[Data extracted from a collection]
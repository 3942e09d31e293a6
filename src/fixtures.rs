//! Mock ticket dataset and fixture loading.

use std::fs;
use std::path::Path;

use tracing::debug;

use crate::error::CoreDeskError;
use crate::models::{Priority, Ticket, TicketStatus};

struct MockTicket {
    id: &'static str,
    title: &'static str,
    description: &'static str,
    priority: Priority,
    status: TicketStatus,
    category: &'static str,
    sector_id: &'static str,
    assignee: &'static str,
    requester: &'static str,
    created_at: &'static str,
    updated_at: &'static str,
    responses: u32,
    attachments: u32,
    has_customer_reply: bool,
}

impl From<&MockTicket> for Ticket {
    fn from(mock: &MockTicket) -> Self {
        Ticket {
            id: mock.id.to_string(),
            title: mock.title.to_string(),
            description: mock.description.to_string(),
            priority: mock.priority,
            status: mock.status,
            category: mock.category.to_string(),
            sector_id: mock.sector_id.to_string(),
            assignee: mock.assignee.to_string(),
            requester: mock.requester.to_string(),
            created_at: mock.created_at.to_string(),
            updated_at: mock.updated_at.to_string(),
            responses: mock.responses,
            attachments: mock.attachments,
            has_customer_reply: mock.has_customer_reply,
        }
    }
}

const MOCK_TICKETS: [MockTicket; 8] = [
    MockTicket {
        id: "2024-001",
        title: "Sistema de faturamento fora do ar",
        description: "Ninguém consegue emitir notas fiscais desde a manhã.",
        priority: Priority::Urgent,
        status: TicketStatus::InProgress,
        category: "Sistema",
        sector_id: "suporte-n2",
        assignee: "Carlos Mendes",
        requester: "Maria Silva",
        created_at: "2024-01-15 08:45",
        updated_at: "2024-01-15 10:10",
        responses: 3,
        attachments: 1,
        has_customer_reply: true,
    },
    MockTicket {
        id: "2024-002",
        title: "Erro ao gerar relatório mensal",
        description: "O relatório de vendas trava em 80% da geração.",
        priority: Priority::High,
        status: TicketStatus::New,
        category: "Relatórios",
        sector_id: "desenvolvimento",
        assignee: "",
        requester: "João Pereira",
        created_at: "2024-01-15 09:20",
        updated_at: "2024-01-15 09:20",
        responses: 0,
        attachments: 2,
        has_customer_reply: false,
    },
    MockTicket {
        id: "2024-003",
        title: "Solicitação de novo acesso à VPN",
        description: "Novo colaborador do time comercial precisa de acesso remoto.",
        priority: Priority::Medium,
        status: TicketStatus::Waiting,
        category: "Acesso",
        sector_id: "suporte-n1",
        assignee: "Ana Costa",
        requester: "Fernanda Lima",
        created_at: "2024-01-14 16:05",
        updated_at: "2024-01-15 08:30",
        responses: 2,
        attachments: 0,
        has_customer_reply: true,
    },
    MockTicket {
        id: "2024-004",
        title: "Impressora do financeiro sem toner",
        description: "A impressora do segundo andar exibe aviso de toner vazio.",
        priority: Priority::Low,
        status: TicketStatus::Resolved,
        category: "Hardware",
        sector_id: "suporte-n1",
        assignee: "Ana Costa",
        requester: "Roberto Alves",
        created_at: "2024-01-12 11:00",
        updated_at: "2024-01-13 14:40",
        responses: 1,
        attachments: 0,
        has_customer_reply: false,
    },
    MockTicket {
        id: "2024-005",
        title: "Cobrança duplicada na fatura",
        description: "Cliente relata duas cobranças do mesmo plano em janeiro.",
        priority: Priority::High,
        status: TicketStatus::InProgress,
        category: "Financeiro",
        sector_id: "financeiro",
        assignee: "Patrícia Souza",
        requester: "Maria Silva",
        created_at: "2024-01-13 10:15",
        updated_at: "2024-01-14 17:00",
        responses: 4,
        attachments: 1,
        has_customer_reply: false,
    },
    MockTicket {
        id: "2024-006",
        title: "Lentidão no ERP após atualização",
        description: "Telas de cadastro demoram mais de 30 segundos para abrir.",
        priority: Priority::Urgent,
        status: TicketStatus::New,
        category: "Sistema",
        sector_id: "suporte-n3",
        assignee: "",
        requester: "Lucas Ferreira",
        created_at: "2024-01-15 07:50",
        updated_at: "2024-01-15 07:50",
        responses: 0,
        attachments: 0,
        has_customer_reply: false,
    },
    MockTicket {
        id: "2024-007",
        title: "Dúvida sobre integração via API",
        description: "Parceiro pergunta como autenticar nas rotas de pedidos.",
        priority: Priority::Medium,
        status: TicketStatus::InProgress,
        category: "Integração",
        sector_id: "desenvolvimento",
        assignee: "Rafael Gomes",
        requester: "Beatriz Rocha",
        created_at: "2024-01-14 13:30",
        updated_at: "2024-01-15 09:00",
        responses: 2,
        attachments: 0,
        has_customer_reply: true,
    },
    MockTicket {
        id: "2024-008",
        title: "Troca de senha do e-mail corporativo",
        description: "Usuário bloqueado após tentativas de login inválidas.",
        priority: Priority::High,
        status: TicketStatus::Resolved,
        category: "Acesso",
        sector_id: "suporte-n1",
        assignee: "Carlos Mendes",
        requester: "Fernanda Lima",
        created_at: "2024-01-10 09:00",
        updated_at: "2024-01-10 09:45",
        responses: 2,
        attachments: 0,
        has_customer_reply: false,
    },
];

/// Return the built-in mock ticket collection.
pub fn mock_tickets() -> Vec<Ticket> {
    MOCK_TICKETS.iter().map(Ticket::from).collect()
}

/// Load tickets from a JSON array file.
///
/// # Arguments
/// * `path` - Path to the fixture file.
///
/// # Errors
/// Returns `CoreDeskError::Io` if the file cannot be read and
/// `CoreDeskError::TicketOperation` if it is not a valid ticket array.
pub fn load_tickets(path: &Path) -> Result<Vec<Ticket>, CoreDeskError> {
    let bytes = fs::read(path).map_err(|error| CoreDeskError::Io(error.to_string()))?;
    let tickets: Vec<Ticket> = serde_json::from_slice(&bytes).map_err(|error| {
        CoreDeskError::TicketOperation(format!("ticket file is invalid: {error}"))
    })?;
    debug!(path = %path.display(), count = tickets.len(), "loaded ticket fixtures");
    Ok(tickets)
}

#[cfg(test)]
mod tests {
    use super::*;
    use tempfile::tempdir;

    #[test]
    fn mock_identifiers_are_unique_and_canonical() {
        let tickets = mock_tickets();
        let mut ids: Vec<&str> = tickets.iter().map(|ticket| ticket.id.as_str()).collect();
        ids.sort_unstable();
        ids.dedup();
        assert_eq!(ids.len(), tickets.len());
        assert!(ids.iter().all(|id| !id.starts_with('#')));
    }

    #[test]
    fn loads_fixture_file() {
        let temp = tempdir().unwrap();
        let path = temp.path().join("tickets.json");
        fs::write(&path, serde_json::to_string(&mock_tickets()).unwrap()).unwrap();
        assert_eq!(load_tickets(&path).unwrap(), mock_tickets());
    }

    #[test]
    fn rejects_invalid_fixture_file() {
        let temp = tempdir().unwrap();
        let path = temp.path().join("tickets.json");
        fs::write(&path, "{\"id\": 1}").unwrap();
        assert!(matches!(
            load_tickets(&path),
            Err(CoreDeskError::TicketOperation(_))
        ));
    }
}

__Problem__. Read the entries above and find each line holding the word "após". Copy it out.

__Response__.
        title: "Lentidão no ERP após atualização",
        description: "Usuário bloqueado após tentativas de login inválidas.",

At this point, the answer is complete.